- _WHAT THE TASK ASKS_:
Spot each line in the records below where the word "ApplySummary" occurs, then copy it.

(Stored data)
┄┄┄┄┄┄┄┄┄┄

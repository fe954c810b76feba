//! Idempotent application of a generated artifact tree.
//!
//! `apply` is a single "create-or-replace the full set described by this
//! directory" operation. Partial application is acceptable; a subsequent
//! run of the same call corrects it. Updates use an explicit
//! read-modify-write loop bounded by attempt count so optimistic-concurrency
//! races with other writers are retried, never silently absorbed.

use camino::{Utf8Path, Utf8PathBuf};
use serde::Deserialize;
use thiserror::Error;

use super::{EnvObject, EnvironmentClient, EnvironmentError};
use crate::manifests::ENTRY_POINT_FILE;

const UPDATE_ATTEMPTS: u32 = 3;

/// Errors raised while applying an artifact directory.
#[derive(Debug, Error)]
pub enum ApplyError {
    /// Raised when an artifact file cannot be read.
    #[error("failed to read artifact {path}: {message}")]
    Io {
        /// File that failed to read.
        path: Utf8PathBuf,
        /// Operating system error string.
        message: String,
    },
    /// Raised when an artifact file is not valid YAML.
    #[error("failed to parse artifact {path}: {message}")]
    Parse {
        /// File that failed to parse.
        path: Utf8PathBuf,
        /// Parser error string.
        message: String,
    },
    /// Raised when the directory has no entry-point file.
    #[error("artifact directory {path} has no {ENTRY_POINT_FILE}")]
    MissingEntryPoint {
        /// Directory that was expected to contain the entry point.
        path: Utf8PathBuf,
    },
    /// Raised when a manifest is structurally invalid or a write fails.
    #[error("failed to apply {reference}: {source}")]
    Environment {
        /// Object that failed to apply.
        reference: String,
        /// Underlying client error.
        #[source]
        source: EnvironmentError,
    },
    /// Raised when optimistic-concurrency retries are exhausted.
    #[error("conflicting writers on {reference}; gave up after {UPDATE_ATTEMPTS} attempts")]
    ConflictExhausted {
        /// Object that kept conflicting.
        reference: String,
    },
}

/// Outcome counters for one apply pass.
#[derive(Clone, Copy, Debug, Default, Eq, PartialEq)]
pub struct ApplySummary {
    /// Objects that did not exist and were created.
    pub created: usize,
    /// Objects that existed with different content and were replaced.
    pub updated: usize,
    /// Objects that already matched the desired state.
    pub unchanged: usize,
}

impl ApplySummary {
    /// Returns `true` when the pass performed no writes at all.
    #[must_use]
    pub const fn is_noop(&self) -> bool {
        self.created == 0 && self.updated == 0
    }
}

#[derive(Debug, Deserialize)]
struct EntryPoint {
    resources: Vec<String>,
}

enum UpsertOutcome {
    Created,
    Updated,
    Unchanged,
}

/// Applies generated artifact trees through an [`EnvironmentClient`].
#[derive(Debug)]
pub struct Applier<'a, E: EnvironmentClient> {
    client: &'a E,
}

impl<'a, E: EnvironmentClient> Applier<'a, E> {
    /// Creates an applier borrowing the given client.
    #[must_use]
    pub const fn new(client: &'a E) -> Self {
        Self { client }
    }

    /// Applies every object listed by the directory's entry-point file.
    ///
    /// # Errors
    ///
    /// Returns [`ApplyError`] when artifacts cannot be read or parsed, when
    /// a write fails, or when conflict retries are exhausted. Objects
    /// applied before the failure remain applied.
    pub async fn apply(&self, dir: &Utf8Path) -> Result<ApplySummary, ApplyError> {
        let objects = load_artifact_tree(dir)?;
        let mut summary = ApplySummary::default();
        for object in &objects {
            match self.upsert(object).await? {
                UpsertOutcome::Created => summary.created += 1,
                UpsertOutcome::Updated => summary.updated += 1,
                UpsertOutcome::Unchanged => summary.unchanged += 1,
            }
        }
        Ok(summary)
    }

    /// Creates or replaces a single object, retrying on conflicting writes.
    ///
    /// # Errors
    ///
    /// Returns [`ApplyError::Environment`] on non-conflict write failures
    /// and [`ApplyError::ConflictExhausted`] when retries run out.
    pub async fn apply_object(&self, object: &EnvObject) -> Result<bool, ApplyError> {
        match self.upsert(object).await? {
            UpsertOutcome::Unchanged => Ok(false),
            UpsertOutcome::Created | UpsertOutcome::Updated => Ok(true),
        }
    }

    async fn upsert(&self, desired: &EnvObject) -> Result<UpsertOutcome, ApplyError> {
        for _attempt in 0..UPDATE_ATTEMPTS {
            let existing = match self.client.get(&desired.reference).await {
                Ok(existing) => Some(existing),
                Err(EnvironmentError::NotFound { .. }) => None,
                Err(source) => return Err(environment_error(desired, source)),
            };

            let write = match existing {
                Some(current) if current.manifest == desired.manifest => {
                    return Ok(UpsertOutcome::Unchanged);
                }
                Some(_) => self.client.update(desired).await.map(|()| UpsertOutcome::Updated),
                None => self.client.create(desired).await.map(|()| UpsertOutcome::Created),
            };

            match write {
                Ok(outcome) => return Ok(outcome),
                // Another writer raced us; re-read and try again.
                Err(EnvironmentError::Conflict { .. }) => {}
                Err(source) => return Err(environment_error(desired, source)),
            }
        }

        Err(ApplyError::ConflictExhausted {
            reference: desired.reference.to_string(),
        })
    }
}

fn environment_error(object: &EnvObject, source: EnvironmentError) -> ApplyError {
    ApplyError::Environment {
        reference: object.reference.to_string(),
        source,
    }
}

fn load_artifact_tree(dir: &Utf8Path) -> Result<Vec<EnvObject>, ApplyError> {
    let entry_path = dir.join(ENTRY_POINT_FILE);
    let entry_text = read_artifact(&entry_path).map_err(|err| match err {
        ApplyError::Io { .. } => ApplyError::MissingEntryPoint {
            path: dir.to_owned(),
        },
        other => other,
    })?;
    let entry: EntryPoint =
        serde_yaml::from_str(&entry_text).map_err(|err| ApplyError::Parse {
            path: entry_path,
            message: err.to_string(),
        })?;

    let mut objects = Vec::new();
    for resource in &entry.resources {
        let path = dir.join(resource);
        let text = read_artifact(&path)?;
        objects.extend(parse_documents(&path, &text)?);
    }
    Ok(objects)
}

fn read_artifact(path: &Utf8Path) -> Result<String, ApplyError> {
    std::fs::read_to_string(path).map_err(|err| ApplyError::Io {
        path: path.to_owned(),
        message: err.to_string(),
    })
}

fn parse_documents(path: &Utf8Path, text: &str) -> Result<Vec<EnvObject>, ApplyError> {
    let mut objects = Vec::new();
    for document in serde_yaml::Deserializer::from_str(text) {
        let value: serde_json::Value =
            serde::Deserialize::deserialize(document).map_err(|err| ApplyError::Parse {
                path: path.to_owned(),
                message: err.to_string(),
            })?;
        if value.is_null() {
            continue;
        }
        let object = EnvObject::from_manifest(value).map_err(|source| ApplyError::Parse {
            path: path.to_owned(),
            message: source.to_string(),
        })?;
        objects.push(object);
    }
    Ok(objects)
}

┄┄┄┄┄┄┄┄┄┄

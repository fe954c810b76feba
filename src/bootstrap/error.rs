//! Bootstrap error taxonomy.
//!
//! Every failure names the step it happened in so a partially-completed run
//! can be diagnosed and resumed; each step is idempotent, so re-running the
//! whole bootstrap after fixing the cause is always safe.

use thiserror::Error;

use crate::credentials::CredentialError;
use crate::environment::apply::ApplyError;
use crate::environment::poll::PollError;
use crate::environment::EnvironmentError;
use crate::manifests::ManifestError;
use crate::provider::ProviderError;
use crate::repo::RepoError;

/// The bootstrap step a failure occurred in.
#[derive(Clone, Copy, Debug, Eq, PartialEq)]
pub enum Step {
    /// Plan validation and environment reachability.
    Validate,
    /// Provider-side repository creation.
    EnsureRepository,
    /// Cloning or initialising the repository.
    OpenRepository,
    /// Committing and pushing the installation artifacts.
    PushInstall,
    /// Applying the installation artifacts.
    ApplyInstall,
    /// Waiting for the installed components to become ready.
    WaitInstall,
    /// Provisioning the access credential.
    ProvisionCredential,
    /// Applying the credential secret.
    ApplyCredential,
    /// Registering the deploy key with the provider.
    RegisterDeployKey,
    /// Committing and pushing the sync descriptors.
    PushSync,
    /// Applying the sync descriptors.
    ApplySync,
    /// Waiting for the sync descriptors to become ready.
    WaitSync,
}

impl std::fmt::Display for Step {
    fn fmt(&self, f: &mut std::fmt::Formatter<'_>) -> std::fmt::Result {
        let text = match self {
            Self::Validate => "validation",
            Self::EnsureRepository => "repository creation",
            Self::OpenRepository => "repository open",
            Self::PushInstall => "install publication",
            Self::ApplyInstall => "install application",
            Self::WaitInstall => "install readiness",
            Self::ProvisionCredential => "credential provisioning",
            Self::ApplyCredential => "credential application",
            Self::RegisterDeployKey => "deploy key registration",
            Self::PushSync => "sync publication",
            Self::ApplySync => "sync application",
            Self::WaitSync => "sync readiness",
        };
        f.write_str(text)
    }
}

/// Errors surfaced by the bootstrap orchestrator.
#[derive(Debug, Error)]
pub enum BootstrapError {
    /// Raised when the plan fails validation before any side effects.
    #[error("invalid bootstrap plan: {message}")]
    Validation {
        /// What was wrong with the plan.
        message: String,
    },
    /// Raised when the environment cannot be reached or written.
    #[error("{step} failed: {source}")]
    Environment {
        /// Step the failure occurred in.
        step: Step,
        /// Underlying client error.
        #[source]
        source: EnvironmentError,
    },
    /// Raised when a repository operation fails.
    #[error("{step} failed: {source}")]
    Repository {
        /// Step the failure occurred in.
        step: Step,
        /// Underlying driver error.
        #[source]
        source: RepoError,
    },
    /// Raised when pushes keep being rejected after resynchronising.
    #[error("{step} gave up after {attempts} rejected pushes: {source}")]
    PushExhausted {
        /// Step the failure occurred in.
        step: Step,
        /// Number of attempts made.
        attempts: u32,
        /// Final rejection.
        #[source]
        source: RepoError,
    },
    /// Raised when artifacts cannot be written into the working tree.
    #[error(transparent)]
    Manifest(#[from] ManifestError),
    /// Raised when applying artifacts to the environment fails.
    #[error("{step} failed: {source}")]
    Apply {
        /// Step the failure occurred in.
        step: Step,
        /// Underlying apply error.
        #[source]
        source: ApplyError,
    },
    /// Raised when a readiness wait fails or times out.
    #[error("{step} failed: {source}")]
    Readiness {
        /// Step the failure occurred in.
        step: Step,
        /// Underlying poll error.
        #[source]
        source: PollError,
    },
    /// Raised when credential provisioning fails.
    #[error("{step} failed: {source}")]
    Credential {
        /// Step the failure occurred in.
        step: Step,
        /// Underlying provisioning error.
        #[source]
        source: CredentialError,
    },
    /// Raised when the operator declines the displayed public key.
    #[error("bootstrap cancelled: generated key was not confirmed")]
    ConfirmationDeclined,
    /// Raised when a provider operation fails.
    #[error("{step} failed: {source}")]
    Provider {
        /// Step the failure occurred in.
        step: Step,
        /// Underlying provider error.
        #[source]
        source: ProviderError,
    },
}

┄┄┄┄┄┄┄┄┄┄

- _RESULT OF THIS EXERCISE_:
pub struct ApplySummary {
impl ApplySummary {
    pub async fn apply(&self, dir: &Utf8Path) -> Result<ApplySummary, ApplyError> {
        let mut summary = ApplySummary::default();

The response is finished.